I stopped a few booths down and topped off old man Tucker’s mug. “Anything else, Bob?”

He smiled wide enough for his dentures to drop. “If I were younger Hannah, I …” I moved on before he could tell me what he would do. There were some things a girl should not have to see even in her imagination.

The pot of decaf coffee swung back and forth in one hand while three mugs hung from the fingers of the other. “Pie today?” I plopped the mugs on the table with a thud and filled them up. I reached into my apron pocket and pulled out a handful of creamers. Ana and Grace liked their coffee white and sweet. Mona took hers black like her lounge chair, or so she once told me. I had no idea what that meant.

It was the same thing each Wednesday. A cup of decaf and a piece of pie. They claimed it was girl time, but I knew it was their mothering instincts kicking in. Especially when it came to Ana. With Wren only a couple months old, her protection radar scanned everything around her, and I was a new blip.

I should’ve hated her for winning Ryker’s heart, but I couldn’t. In truth, she was perfect for him in a way I would never be. Then there was Grace. I wanted to hate her too because she had Silas. She’d swooped in and stolen one of the few remaining single men in town who was under sixty, but hating Grace was like hating chocolate. How could I hate something so sweet?

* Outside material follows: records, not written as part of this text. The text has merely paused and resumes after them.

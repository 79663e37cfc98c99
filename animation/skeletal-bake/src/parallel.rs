//! Parallel frame baking

use glam::Mat4;
use log::debug;
use rayon::prelude::*;

use crate::animation::HierarchyBaker;
use crate::error::{BakeError, Result};

/// Bake every frame of `matrices` in parallel.
///
/// Frames are independent, so each chunk of `bone_count` matrices is
/// handed to a worker as its private output buffer. Each worker also keeps
/// its own node scratch buffer across the frames it processes.
pub fn bake_frames_parallel(
    baker: &HierarchyBaker<'_>,
    matrices: &mut [Mat4],
    bone_count: usize,
    num_threads: Option<usize>,
) -> Result<()> {
    if bone_count == 0 {
        return Ok(());
    }

    let run = |matrices: &mut [Mat4]| -> Result<()> {
        matrices
            .par_chunks_mut(bone_count)
            .enumerate()
            .try_for_each_init(Vec::new, |scratch, (frame, out)| {
                baker.bake_frame_with_scratch(frame, out, scratch)
            })
    };

    match num_threads {
        Some(threads) => {
            let pool = rayon::ThreadPoolBuilder::new()
                .num_threads(threads)
                .build()
                .map_err(|e| BakeError::ThreadPool(e.to_string()))?;
            debug!("Baking {} frames on {} threads", matrices.len() / bone_count, threads);
            pool.install(|| run(matrices))
        }
        None => run(matrices),
    }
}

“Do you have that strawberry rhubarb pie?” Mona looked toward me, but her eyes never really focused on me. They always seem to look beyond me or through me.

“Yep, I’ve got strawberry rhubarb and cherry and apple.” With my pad in hand, I leaned against the booth and waited for them to decide.

Grace doctored her coffee with enough cream to support the dairy industry for a week. “I can’t decide between apple and cherry,” she said.

“Do you remember when I ordered both?” Ana looked at Grace, her shoulders shaking with laughter. “Choose one because combining them isn’t a good plan.”

Grace shook her head. “Chapple pie doesn’t sound good. Only a pregnant woman would mix the two together.” She glanced up at me. “I’ll take the cherry.”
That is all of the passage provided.